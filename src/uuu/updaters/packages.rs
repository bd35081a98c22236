//! Language package managers: pip, pip3, cabal and global npm packages.

use std::path::Path;

use async_trait::async_trait;
use clap::{Arg, ArgAction, ArgMatches};

use crate::error::JnsResult;
use crate::uuu::config::ConfigCommand;
use crate::uuu::runner::Runner;
use crate::uuu::updater::{add_argument, cli_values, Platform, UpdateContext, Updater};

fn package_arg(id: &'static str, value_name: &'static str, manager: &str) -> Arg {
    Arg::new(id)
        .long(id)
        .action(ArgAction::Append)
        .value_name(value_name)
        .help(format!("Specify a {} package to be updated", manager))
}

fn pending_packages(keyword: &str, packages: &[String]) -> Vec<String> {
    packages
        .iter()
        .map(|package| format!("{}:{}", keyword, package))
        .collect()
}

fn words(words: &[&str]) -> Vec<String> {
    words.iter().map(|word| word.to_string()).collect()
}

/// `pip install --upgrade`, once per package (also used for `pip3`).
#[derive(Debug)]
pub struct PipUpdater {
    executable: &'static str,
    packages: Vec<String>,
}

impl PipUpdater {
    pub fn pip() -> Self {
        Self {
            executable: "pip",
            packages: Vec::new(),
        }
    }

    pub fn pip3() -> Self {
        Self {
            executable: "pip3",
            packages: Vec::new(),
        }
    }
}

#[async_trait]
impl Updater for PipUpdater {
    fn config_command(&self) -> &'static str {
        self.executable
    }

    fn cli_arg(&self) -> Arg {
        let value_name = if self.executable == "pip3" { "PIP3_PKG" } else { "PIP_PKG" };
        package_arg(self.executable, value_name, self.executable)
    }

    fn update_opts_from_cli(&mut self, matches: &ArgMatches) {
        self.packages.extend(cli_values(matches, self.executable));
    }

    fn update_opts_for_command(&mut self, ccmd: &ConfigCommand) -> JnsResult<()> {
        add_argument(ccmd, &mut self.packages)
    }

    fn validate_opts(&self, _ctx: &UpdateContext) -> JnsResult<()> {
        Ok(())
    }

    fn pending(&self) -> Vec<String> {
        pending_packages(self.executable, &self.packages)
    }

    async fn update(&mut self, _ctx: &UpdateContext, runner: &mut Runner) -> JnsResult<()> {
        for package in &self.packages {
            let cmd = vec![
                self.executable.to_string(),
                "install".to_string(),
                "--upgrade".to_string(),
                package.clone(),
            ];
            let title = format!("updating {} package: {}", self.executable, package);
            runner.run(&[cmd], Path::new("."), Some(&title)).await?;
        }
        Ok(())
    }
}

/// `cabal install`, refreshing the package index before the first package.
#[derive(Debug, Default)]
pub struct CabalUpdater {
    packages: Vec<String>,
    index_refreshed: bool,
}

impl CabalUpdater {
    pub fn new() -> Self {
        Self::default()
    }
}

#[async_trait]
impl Updater for CabalUpdater {
    fn config_command(&self) -> &'static str {
        "cabal"
    }

    fn cli_arg(&self) -> Arg {
        package_arg("cabal", "CABAL_PKG", "cabal")
    }

    fn update_opts_from_cli(&mut self, matches: &ArgMatches) {
        self.packages.extend(cli_values(matches, "cabal"));
    }

    fn update_opts_for_command(&mut self, ccmd: &ConfigCommand) -> JnsResult<()> {
        add_argument(ccmd, &mut self.packages)
    }

    fn validate_opts(&self, _ctx: &UpdateContext) -> JnsResult<()> {
        Ok(())
    }

    fn pending(&self) -> Vec<String> {
        pending_packages("cabal", &self.packages)
    }

    async fn update(&mut self, _ctx: &UpdateContext, runner: &mut Runner) -> JnsResult<()> {
        for package in &self.packages {
            let mut cmds = Vec::new();
            if !self.index_refreshed {
                cmds.push(words(&["cabal", "update"]));
                self.index_refreshed = true;
            }
            cmds.push(vec!["cabal".to_string(), "install".to_string(), package.clone()]);
            let title = format!("updating cabal package: {}", package);
            runner.run(&cmds, Path::new("."), Some(&title)).await?;
        }
        Ok(())
    }
}

/// `npm update -g` for every requested package in one batch.
#[derive(Debug, Default)]
pub struct NpmUpdater {
    packages: Vec<String>,
}

impl NpmUpdater {
    pub fn new() -> Self {
        Self::default()
    }
}

#[async_trait]
impl Updater for NpmUpdater {
    fn config_command(&self) -> &'static str {
        "npm"
    }

    fn cli_arg(&self) -> Arg {
        package_arg("npm", "NPM_PKG", "global npm")
    }

    fn update_opts_from_cli(&mut self, matches: &ArgMatches) {
        self.packages.extend(cli_values(matches, "npm"));
    }

    fn update_opts_for_command(&mut self, ccmd: &ConfigCommand) -> JnsResult<()> {
        add_argument(ccmd, &mut self.packages)
    }

    fn validate_opts(&self, _ctx: &UpdateContext) -> JnsResult<()> {
        Ok(())
    }

    fn is_root_required(&self, _ctx: &UpdateContext) -> bool {
        !self.packages.is_empty()
    }

    fn pending(&self) -> Vec<String> {
        pending_packages("npm", &self.packages)
    }

    async fn update(&mut self, ctx: &UpdateContext, runner: &mut Runner) -> JnsResult<()> {
        if self.packages.is_empty() {
            return Ok(());
        }
        let mut cmd = if ctx.platform == Platform::Linux {
            words(&["sudo"])
        } else {
            Vec::new()
        };
        cmd.extend(words(&["npm", "update", "-g"]));
        cmd.extend(self.packages.iter().cloned());
        let title = format!("updating npm packages: {}", self.packages.join(", "));
        runner.run(&[cmd], Path::new("."), Some(&title)).await?;
        Ok(())
    }
}
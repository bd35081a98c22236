//! Supervision of front-end build processes.

pub mod config;
pub mod events;
pub mod npm;
pub mod task;
pub mod watchdog;

pub use events::WatchdogEvent;
pub use task::{TaskSpec, WatchdogState};
pub use watchdog::{StopHandle, Watchdog, WatchdogSet};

---*---

• [Required action] Give an exact transcription of all the material.

• [Written response]
filename src/uuu/updaters/packages.rs
repository bd35081a98c22236
//! Language package managers: pip, pip3, cabal and global npm packages.

use std::path::Path;

use async_trait::async_trait;
use clap::{Arg, ArgAction, ArgMatches};

use crate::error::JnsResult;
use crate::uuu::config::ConfigCommand;
use crate::uuu::runner::Runner;
use crate::uuu::updater::{add_argument, cli_values, Platform, UpdateContext, Updater};

fn package_arg(id: &'static str, value_name: &'static str, manager: &str) -> Arg {
    Arg::new(id)
        .long(id)
        .action(ArgAction::Append)
        .value_name(value_name)
        .help(format!("Specify a {} package to be updated", manager))
}

fn pending_packages(keyword: &str, packages: &[String]) -> Vec<String> {
    packages
        .iter()
        .map(|package| format!("{}:{}", keyword, package))
        .collect()
}

fn words(words: &[&str]) -> Vec<String> {
    words.iter().map(|word| word.to_string()).collect()
}

/// `pip install --upgrade`, once per package (also used for `pip3`).
#[derive(Debug)]
pub struct PipUpdater {
    executable: &'static str,
    packages: Vec<String>,
}

impl PipUpdater {
    pub fn pip() -> Self {
        Self {
            executable: "pip",
            packages: Vec::new(),
        }
    }

    pub fn pip3() -> Self {
        Self {
            executable: "pip3",
            packages: Vec::new(),
        }
    }
}

#[async_trait]
impl Updater for PipUpdater {
    fn config_command(&self) -> &'static str {
        self.executable
    }

    fn cli_arg(&self) -> Arg {
        let value_name = if self.executable == "pip3" { "PIP3_PKG" } else { "PIP_PKG" };
        package_arg(self.executable, value_name, self.executable)
    }

    fn update_opts_from_cli(&mut self, matches: &ArgMatches) {
        self.packages.extend(cli_values(matches, self.executable));
    }

    fn update_opts_for_command(&mut self, ccmd: &ConfigCommand) -> JnsResult<()> {
        add_argument(ccmd, &mut self.packages)
    }

    fn validate_opts(&self, _ctx: &UpdateContext) -> JnsResult<()> {
        Ok(())
    }

    fn pending(&self) -> Vec<String> {
        pending_packages(self.executable, &self.packages)
    }

    async fn update(&mut self, _ctx: &UpdateContext, runner: &mut Runner) -> JnsResult<()> {
        for package in &self.packages {
            let cmd = vec![
                self.executable.to_string(),
                "install".to_string(),
                "--upgrade".to_string(),
                package.clone(),
            ];
            let title = format!("updating {} package: {}", self.executable, package);
            runner.run(&[cmd], Path::new("."), Some(&title)).await?;
        }
        Ok(())
    }
}

/// `cabal install`, refreshing the package index before the first package.
#[derive(Debug, Default)]
pub struct CabalUpdater {
    packages: Vec<String>,
    index_refreshed: bool,
}

impl CabalUpdater {
    pub fn new() -> Self {
        Self::default()
    }
}

#[async_trait]
impl Updater for CabalUpdater {
    fn config_command(&self) -> &'static str {
        "cabal"
    }

    fn cli_arg(&self) -> Arg {
        package_arg("cabal", "CABAL_PKG", "cabal")
    }

    fn update_opts_from_cli(&mut self, matches: &ArgMatches) {
        self.packages.extend(cli_values(matches, "cabal"));
    }

    fn update_opts_for_command(&mut self, ccmd: &ConfigCommand) -> JnsResult<()> {
        add_argument(ccmd, &mut self.packages)
    }

    fn validate_opts(&self, _ctx: &UpdateContext) -> JnsResult<()> {
        Ok(())
    }

    fn pending(&self) -> Vec<String> {
        pending_packages("cabal", &self.packages)
    }

    async fn update(&mut self, _ctx: &UpdateContext, runner: &mut Runner) -> JnsResult<()> {
        for package in &self.packages {
            let mut cmds = Vec::new();
            if !self.index_refreshed {
                cmds.push(words(&["cabal", "update"]));
                self.index_refreshed = true;
            }
            cmds.push(vec!["cabal".to_string(), "install".to_string(), package.clone()]);
            let title = format!("updating cabal package: {}", package);
            runner.run(&cmds, Path::new("."), Some(&title)).await?;
        }
        Ok(())
    }
}

/// `npm update -g` for every requested package in one batch.
#[derive(Debug, Default)]
pub struct NpmUpdater {
    packages: Vec<String>,
}

impl NpmUpdater {
    pub fn new() -> Self {
        Self::default()
    }
}

#[async_trait]
impl Updater for NpmUpdater {
    fn config_command(&self) -> &'static str {
        "npm"
    }

    fn cli_arg(&self) -> Arg {
        package_arg("npm", "NPM_PKG", "global npm")
    }

    fn update_opts_from_cli(&mut self, matches: &ArgMatches) {
        self.packages.extend(cli_values(matches, "npm"));
    }

    fn update_opts_for_command(&mut self, ccmd: &ConfigCommand) -> JnsResult<()> {
        add_argument(ccmd, &mut self.packages)
    }

    fn validate_opts(&self, _ctx: &UpdateContext) -> JnsResult<()> {
        Ok(())
    }

    fn is_root_required(&self, _ctx: &UpdateContext) -> bool {
        !self.packages.is_empty()
    }

    fn pending(&self) -> Vec<String> {
        pending_packages("npm", &self.packages)
    }

    async fn update(&mut self, ctx: &UpdateContext, runner: &mut Runner) -> JnsResult<()> {
        if self.packages.is_empty() {
            return Ok(());
        }
        let mut cmd = if ctx.platform == Platform::Linux {
            words(&["sudo"])
        } else {
            Vec::new()
        };
        cmd.extend(words(&["npm", "update", "-g"]));
        cmd.extend(self.packages.iter().cloned());
        let title = format!("updating npm packages: {}", self.packages.join(", "));
        runner.run(&[cmd], Path::new("."), Some(&title)).await?;
        Ok(())
    }
}
repository bd35081a98c22236
//! Supervision of front-end build processes.

pub mod config;
pub mod events;
pub mod npm;
pub mod task;
pub mod watchdog;

pub use events::WatchdogEvent;
pub use task::{TaskSpec, WatchdogState};
pub use watchdog::{StopHandle, Watchdog, WatchdogSet};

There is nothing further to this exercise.